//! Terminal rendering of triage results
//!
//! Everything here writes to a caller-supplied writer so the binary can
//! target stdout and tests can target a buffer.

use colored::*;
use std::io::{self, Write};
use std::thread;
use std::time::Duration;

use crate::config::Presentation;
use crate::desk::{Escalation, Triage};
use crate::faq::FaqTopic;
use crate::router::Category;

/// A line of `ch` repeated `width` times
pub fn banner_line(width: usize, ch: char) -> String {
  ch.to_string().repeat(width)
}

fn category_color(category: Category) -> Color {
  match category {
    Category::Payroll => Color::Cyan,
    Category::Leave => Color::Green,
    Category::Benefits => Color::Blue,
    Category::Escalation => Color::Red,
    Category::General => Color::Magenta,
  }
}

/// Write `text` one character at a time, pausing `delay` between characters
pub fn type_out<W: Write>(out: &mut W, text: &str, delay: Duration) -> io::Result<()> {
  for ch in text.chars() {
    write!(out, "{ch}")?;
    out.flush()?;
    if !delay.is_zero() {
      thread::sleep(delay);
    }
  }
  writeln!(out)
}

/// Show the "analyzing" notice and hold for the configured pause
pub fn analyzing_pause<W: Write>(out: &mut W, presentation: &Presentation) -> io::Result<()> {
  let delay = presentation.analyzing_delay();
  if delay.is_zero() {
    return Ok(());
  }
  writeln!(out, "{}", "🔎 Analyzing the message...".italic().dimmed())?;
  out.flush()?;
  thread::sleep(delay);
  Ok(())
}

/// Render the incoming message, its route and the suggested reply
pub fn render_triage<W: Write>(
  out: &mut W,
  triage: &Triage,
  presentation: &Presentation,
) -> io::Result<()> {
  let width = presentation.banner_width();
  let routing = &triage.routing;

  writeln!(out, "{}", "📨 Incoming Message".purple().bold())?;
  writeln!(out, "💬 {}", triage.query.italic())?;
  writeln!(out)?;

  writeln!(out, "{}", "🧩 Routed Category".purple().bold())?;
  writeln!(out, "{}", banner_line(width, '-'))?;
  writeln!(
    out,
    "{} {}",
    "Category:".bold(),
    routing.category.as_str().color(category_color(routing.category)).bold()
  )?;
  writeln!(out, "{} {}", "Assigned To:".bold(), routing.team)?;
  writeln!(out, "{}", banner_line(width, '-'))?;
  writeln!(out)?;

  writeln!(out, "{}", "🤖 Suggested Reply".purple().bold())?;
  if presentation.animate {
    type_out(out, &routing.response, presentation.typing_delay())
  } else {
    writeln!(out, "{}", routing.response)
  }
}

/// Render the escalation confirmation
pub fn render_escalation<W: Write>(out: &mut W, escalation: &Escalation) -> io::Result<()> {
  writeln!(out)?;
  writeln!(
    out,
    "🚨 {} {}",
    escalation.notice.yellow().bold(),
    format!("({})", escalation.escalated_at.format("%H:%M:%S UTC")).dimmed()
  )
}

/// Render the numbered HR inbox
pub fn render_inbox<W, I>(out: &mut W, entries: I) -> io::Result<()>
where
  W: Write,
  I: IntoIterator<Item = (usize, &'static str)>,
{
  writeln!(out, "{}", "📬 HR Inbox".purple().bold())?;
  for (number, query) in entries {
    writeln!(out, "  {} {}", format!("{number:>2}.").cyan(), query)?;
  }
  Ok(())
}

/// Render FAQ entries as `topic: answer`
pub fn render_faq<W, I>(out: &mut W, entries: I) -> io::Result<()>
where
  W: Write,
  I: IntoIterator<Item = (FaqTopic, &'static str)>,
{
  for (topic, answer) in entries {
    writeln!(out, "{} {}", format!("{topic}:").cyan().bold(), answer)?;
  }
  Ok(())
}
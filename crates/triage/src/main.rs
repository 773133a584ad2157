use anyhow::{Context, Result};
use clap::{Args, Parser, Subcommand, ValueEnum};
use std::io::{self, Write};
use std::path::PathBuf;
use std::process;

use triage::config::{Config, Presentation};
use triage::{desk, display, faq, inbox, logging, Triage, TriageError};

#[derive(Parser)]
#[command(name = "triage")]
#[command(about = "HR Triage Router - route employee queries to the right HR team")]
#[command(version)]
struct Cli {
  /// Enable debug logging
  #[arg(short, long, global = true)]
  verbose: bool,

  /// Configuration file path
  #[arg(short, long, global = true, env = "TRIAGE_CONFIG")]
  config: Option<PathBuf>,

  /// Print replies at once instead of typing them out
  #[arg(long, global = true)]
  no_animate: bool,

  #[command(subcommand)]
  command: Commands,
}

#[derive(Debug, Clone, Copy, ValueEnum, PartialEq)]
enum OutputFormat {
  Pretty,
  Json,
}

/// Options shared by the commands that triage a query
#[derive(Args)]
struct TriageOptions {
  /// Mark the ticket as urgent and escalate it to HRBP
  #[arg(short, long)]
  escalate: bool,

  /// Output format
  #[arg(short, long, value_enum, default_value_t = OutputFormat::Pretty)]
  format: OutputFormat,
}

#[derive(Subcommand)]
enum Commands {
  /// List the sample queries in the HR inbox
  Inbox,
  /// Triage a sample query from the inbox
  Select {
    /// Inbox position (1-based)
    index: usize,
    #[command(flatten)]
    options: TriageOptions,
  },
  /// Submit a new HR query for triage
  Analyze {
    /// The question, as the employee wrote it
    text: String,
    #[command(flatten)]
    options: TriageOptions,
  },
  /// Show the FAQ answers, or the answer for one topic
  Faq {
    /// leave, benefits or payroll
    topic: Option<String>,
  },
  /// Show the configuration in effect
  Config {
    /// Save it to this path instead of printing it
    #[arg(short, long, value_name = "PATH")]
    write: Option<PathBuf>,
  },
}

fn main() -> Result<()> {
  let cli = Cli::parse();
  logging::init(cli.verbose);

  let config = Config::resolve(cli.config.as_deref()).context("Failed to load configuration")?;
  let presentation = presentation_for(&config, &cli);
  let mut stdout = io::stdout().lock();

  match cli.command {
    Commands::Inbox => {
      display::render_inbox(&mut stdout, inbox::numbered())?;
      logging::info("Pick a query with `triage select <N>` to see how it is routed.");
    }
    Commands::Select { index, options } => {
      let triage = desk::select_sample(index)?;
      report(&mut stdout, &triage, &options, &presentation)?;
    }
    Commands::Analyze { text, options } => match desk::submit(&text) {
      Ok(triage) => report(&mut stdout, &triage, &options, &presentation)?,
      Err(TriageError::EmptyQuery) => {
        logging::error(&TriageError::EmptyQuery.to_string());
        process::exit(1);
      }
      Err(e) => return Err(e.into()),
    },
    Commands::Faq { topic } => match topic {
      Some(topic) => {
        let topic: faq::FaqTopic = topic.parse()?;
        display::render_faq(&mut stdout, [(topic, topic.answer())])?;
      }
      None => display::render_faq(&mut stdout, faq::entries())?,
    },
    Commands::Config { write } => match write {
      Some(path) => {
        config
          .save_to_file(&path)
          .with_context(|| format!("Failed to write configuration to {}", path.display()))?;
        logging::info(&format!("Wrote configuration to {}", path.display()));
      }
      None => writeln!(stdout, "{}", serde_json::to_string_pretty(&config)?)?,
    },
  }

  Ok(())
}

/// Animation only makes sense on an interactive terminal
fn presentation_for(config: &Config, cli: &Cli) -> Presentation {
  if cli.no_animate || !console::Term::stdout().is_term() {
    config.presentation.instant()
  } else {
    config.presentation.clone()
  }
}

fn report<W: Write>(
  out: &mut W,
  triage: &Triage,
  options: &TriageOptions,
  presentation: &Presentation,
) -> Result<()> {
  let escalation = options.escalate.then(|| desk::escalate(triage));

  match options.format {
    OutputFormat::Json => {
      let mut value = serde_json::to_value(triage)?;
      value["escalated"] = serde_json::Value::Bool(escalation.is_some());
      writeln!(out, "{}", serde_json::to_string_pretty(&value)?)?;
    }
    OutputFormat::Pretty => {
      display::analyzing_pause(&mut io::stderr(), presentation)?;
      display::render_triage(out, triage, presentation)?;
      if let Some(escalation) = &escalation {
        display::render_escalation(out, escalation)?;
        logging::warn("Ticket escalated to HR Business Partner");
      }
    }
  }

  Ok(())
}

+---+

Task: Using the data above, report how many lines include the string "true" and add nothing to the number.

Response box: 3